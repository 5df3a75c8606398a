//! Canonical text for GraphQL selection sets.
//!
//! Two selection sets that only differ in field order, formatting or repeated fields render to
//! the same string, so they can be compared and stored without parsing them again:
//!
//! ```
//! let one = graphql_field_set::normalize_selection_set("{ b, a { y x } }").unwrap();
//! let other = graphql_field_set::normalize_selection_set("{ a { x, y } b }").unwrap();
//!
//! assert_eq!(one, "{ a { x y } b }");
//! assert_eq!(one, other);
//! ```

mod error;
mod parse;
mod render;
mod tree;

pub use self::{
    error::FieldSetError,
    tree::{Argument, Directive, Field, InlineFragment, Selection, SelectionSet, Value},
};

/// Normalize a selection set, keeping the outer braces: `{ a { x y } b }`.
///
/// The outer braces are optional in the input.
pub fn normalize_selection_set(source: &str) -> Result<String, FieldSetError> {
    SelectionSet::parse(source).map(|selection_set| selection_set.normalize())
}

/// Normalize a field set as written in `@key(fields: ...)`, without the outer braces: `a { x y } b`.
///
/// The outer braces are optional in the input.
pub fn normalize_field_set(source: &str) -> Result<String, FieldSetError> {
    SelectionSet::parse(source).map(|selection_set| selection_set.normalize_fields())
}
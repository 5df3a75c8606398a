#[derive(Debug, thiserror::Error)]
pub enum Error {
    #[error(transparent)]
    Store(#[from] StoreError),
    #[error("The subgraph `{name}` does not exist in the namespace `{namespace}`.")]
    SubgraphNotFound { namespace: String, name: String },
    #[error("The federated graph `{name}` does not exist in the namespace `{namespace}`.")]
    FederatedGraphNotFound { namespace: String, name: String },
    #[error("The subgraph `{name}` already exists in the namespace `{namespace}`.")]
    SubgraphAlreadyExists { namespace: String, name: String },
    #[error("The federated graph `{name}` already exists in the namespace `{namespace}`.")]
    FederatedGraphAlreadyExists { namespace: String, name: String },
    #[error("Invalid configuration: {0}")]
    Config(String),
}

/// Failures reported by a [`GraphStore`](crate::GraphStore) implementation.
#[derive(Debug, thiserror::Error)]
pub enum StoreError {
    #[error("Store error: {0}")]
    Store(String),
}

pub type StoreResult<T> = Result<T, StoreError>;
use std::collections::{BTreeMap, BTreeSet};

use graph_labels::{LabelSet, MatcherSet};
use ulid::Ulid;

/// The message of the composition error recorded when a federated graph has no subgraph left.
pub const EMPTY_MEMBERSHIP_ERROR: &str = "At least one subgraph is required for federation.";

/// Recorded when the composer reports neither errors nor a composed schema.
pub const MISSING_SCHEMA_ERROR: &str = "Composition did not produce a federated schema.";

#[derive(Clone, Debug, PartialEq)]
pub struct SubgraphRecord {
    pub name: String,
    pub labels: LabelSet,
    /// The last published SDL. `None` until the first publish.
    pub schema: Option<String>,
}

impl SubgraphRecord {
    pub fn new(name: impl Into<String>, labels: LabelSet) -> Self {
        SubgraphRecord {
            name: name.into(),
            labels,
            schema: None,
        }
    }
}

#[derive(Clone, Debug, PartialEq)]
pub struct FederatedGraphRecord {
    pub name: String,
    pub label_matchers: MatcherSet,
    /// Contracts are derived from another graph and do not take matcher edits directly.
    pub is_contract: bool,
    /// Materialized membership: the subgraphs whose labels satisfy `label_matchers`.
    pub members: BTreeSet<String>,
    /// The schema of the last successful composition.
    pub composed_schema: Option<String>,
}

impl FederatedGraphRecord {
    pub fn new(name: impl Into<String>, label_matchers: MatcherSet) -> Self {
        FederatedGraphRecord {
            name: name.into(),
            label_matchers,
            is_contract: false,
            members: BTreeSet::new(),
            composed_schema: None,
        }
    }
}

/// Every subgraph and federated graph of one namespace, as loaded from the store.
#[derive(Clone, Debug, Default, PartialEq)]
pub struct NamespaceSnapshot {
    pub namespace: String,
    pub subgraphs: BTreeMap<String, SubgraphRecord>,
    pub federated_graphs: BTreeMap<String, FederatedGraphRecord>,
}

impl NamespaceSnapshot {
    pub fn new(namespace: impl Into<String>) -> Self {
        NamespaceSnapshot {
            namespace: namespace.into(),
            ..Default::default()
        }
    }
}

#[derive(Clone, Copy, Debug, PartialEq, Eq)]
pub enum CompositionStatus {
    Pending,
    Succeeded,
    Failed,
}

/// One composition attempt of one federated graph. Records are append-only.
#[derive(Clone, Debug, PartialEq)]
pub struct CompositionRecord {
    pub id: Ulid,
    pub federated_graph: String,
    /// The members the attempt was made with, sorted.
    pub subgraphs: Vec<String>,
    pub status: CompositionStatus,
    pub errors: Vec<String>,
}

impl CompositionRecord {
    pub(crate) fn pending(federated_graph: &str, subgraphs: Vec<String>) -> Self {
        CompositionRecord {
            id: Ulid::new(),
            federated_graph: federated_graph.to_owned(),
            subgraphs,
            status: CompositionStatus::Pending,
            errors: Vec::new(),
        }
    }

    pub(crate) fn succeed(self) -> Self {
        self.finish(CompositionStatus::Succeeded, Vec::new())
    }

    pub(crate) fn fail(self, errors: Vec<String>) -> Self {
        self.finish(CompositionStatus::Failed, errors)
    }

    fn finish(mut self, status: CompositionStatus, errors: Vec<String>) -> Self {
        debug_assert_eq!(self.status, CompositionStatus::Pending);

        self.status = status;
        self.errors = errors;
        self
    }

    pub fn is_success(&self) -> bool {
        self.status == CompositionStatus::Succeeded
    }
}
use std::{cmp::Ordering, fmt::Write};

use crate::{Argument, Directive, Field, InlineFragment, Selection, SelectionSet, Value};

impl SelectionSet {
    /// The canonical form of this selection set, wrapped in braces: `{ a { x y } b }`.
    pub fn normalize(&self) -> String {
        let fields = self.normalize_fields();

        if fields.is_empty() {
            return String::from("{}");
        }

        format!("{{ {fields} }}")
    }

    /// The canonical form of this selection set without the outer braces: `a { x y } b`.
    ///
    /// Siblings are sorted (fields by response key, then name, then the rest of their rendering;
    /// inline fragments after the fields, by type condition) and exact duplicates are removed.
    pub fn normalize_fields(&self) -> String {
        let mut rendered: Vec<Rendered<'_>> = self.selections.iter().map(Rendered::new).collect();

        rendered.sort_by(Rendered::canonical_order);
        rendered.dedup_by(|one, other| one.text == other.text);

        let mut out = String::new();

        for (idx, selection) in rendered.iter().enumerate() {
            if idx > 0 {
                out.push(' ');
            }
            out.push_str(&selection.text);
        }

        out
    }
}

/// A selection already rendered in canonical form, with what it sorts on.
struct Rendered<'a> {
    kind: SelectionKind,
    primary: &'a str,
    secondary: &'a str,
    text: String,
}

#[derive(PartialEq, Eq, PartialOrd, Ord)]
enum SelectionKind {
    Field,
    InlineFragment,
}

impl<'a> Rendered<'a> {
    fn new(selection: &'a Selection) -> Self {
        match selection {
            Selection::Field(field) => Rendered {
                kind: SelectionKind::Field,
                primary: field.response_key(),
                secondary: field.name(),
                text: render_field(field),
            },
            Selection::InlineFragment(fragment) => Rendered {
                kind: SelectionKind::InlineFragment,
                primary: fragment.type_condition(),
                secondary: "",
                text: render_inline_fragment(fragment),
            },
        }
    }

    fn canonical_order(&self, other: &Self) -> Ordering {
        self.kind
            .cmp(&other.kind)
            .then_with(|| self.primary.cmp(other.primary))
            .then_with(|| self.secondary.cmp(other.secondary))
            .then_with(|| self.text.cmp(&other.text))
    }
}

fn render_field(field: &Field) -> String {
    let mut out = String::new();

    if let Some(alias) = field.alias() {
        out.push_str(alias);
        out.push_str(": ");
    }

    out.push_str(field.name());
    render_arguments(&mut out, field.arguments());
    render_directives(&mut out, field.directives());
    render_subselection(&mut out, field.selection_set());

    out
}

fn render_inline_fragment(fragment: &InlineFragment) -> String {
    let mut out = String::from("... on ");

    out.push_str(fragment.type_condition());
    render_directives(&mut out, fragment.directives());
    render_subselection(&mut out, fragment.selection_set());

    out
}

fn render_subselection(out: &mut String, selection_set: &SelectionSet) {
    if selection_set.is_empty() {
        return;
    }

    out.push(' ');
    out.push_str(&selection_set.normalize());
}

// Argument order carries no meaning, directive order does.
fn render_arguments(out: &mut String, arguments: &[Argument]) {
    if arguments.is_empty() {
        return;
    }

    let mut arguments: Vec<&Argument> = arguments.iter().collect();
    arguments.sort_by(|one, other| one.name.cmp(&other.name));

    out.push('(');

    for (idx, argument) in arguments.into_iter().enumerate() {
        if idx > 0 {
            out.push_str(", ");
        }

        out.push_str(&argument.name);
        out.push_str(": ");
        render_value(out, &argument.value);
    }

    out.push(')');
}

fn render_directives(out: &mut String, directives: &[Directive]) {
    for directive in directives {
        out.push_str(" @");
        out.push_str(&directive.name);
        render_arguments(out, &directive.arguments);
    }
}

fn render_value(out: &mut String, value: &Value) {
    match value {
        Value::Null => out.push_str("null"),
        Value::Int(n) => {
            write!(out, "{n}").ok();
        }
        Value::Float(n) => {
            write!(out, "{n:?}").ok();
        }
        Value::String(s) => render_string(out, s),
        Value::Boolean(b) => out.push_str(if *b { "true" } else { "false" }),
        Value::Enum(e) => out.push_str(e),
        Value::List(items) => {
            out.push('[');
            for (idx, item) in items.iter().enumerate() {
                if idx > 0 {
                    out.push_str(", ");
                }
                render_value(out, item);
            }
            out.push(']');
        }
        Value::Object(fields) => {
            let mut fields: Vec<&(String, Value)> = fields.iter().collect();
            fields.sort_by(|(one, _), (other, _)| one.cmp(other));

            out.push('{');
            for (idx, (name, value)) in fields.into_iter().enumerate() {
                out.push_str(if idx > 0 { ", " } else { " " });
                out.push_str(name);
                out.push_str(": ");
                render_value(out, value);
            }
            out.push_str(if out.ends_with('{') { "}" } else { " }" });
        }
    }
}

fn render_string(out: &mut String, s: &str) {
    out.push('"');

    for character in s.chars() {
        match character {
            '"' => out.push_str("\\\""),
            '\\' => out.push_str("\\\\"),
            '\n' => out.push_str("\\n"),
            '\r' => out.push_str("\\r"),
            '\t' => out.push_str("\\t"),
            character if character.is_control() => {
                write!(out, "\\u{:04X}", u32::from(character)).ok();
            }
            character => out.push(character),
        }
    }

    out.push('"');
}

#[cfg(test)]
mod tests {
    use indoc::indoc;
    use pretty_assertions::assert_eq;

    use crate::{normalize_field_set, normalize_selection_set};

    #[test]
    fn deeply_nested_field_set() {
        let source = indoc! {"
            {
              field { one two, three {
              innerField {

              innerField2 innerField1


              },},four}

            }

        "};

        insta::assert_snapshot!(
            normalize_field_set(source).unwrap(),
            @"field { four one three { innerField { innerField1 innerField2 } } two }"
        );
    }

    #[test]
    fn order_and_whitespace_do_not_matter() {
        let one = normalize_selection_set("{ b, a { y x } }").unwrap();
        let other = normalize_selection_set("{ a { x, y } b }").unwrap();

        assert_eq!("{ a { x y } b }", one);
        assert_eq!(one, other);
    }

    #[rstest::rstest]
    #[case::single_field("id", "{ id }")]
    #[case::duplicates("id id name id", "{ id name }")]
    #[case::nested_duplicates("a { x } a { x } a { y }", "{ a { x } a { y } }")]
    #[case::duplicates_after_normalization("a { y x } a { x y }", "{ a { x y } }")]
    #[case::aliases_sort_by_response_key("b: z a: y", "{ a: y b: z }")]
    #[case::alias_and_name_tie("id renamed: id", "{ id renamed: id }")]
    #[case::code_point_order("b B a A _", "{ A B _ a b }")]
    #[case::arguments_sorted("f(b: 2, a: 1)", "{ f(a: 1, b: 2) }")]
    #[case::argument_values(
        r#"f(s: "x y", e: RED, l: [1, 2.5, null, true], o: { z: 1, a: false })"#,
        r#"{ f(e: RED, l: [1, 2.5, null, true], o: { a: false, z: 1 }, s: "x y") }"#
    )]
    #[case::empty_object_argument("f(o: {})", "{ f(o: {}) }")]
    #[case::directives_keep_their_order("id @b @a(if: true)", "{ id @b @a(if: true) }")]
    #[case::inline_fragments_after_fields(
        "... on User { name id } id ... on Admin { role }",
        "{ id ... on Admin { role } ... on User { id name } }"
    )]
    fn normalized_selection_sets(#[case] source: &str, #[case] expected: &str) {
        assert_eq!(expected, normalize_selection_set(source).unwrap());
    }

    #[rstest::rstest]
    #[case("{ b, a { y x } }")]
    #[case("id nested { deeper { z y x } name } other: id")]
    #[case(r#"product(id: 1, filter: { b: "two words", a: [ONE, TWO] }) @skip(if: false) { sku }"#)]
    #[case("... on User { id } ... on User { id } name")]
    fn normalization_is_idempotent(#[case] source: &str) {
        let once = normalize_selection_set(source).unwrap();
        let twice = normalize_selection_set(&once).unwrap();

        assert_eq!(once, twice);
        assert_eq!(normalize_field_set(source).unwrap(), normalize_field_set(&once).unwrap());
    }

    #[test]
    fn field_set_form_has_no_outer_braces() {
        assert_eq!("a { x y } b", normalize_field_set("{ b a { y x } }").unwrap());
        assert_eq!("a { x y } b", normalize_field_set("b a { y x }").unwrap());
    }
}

☆ ☆ ☆ ☆

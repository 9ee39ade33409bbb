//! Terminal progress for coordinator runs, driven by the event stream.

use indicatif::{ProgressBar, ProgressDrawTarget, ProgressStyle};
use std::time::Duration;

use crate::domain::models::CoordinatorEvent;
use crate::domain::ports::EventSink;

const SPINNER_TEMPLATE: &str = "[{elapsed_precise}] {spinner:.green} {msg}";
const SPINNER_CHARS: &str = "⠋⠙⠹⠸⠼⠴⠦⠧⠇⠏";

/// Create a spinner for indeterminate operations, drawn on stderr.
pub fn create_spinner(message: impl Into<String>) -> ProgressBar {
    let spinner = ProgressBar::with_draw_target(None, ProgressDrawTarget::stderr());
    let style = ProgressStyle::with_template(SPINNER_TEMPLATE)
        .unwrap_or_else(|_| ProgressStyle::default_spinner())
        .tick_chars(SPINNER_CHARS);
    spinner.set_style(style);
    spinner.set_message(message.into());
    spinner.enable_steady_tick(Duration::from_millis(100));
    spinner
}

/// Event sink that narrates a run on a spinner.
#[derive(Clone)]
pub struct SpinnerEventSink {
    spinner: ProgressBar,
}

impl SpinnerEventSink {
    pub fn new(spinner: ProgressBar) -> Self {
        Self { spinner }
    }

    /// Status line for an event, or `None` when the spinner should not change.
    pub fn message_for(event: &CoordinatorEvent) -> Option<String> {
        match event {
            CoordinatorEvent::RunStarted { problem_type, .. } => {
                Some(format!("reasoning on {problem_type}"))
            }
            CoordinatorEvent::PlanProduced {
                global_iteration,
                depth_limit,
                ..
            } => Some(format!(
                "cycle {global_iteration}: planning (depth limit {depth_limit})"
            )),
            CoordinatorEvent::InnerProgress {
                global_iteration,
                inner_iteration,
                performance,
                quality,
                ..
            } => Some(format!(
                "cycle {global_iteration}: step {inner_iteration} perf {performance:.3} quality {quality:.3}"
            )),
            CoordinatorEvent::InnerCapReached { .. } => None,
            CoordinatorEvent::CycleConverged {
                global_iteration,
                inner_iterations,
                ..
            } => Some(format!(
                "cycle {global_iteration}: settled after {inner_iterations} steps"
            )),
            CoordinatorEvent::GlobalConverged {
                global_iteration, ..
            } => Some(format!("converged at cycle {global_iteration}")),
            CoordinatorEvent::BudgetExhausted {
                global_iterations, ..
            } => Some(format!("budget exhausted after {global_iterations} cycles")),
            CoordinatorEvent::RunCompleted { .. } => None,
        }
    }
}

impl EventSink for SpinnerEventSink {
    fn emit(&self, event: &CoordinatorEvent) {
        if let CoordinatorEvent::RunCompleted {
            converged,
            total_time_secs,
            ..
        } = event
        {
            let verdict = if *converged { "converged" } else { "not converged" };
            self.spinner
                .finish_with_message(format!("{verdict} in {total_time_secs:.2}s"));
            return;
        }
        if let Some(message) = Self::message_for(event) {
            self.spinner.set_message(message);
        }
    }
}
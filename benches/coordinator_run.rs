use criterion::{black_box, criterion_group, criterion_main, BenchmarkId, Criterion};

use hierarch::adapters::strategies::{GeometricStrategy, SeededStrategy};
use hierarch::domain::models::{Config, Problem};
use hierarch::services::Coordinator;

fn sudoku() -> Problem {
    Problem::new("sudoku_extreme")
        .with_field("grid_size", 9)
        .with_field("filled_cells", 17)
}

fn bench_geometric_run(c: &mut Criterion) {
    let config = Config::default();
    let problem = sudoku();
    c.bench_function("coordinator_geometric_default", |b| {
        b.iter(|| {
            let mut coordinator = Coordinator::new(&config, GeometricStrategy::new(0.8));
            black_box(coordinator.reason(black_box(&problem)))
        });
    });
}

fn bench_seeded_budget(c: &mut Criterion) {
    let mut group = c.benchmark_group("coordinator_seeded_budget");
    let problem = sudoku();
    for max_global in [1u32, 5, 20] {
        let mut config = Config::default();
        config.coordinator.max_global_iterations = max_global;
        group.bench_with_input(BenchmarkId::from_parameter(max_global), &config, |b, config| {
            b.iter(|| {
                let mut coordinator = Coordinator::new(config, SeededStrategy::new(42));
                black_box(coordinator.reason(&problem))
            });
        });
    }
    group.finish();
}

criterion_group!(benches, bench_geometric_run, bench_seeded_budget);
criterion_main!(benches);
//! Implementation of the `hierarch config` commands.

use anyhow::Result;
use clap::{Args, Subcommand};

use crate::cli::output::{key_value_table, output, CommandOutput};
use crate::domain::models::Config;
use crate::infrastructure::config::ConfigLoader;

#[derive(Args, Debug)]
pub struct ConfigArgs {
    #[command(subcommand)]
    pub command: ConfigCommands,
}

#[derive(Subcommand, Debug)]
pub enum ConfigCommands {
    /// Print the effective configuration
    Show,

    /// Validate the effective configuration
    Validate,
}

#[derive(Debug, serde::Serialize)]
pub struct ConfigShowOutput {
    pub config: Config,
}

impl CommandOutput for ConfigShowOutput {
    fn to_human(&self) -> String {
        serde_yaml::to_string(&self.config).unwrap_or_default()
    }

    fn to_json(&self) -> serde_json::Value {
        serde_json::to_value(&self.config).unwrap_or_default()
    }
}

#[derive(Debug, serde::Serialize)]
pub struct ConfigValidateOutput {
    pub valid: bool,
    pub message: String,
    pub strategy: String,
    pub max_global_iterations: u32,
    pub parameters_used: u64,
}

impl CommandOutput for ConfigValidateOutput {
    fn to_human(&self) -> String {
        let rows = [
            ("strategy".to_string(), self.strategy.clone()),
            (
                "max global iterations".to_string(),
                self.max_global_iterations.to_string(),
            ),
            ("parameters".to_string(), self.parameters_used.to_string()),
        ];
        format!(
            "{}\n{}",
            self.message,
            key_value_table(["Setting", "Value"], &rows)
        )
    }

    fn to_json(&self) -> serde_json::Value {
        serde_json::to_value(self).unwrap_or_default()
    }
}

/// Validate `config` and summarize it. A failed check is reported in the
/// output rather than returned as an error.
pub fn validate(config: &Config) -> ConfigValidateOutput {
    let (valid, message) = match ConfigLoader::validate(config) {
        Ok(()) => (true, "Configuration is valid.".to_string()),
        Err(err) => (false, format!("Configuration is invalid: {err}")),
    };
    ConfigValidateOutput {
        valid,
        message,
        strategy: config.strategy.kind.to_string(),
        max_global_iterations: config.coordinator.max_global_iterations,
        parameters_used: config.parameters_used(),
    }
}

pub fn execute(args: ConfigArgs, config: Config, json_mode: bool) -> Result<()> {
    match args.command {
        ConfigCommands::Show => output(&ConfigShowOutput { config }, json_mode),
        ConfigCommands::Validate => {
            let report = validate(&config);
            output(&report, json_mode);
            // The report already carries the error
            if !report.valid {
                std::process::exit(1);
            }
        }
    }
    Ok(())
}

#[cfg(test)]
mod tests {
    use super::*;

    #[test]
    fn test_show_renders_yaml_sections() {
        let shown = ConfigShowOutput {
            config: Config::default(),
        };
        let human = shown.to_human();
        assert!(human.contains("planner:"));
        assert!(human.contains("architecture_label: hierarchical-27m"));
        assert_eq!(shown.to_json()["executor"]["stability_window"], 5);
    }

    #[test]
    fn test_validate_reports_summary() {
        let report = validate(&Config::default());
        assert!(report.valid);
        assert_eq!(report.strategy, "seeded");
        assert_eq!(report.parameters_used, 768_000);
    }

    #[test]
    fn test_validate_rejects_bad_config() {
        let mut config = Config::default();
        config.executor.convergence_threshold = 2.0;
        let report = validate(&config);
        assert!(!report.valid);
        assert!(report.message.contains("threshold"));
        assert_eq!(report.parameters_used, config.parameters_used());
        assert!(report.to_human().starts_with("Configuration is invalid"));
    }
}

☆ ☆ ☆ ☆

Your task -
In the listing above, show every line with the word "shown".

Worked solution -
        let shown = ConfigShowOutput {
        let human = shown.to_human();
        assert_eq!(shown.to_json()["executor"]["stability_window"], 5);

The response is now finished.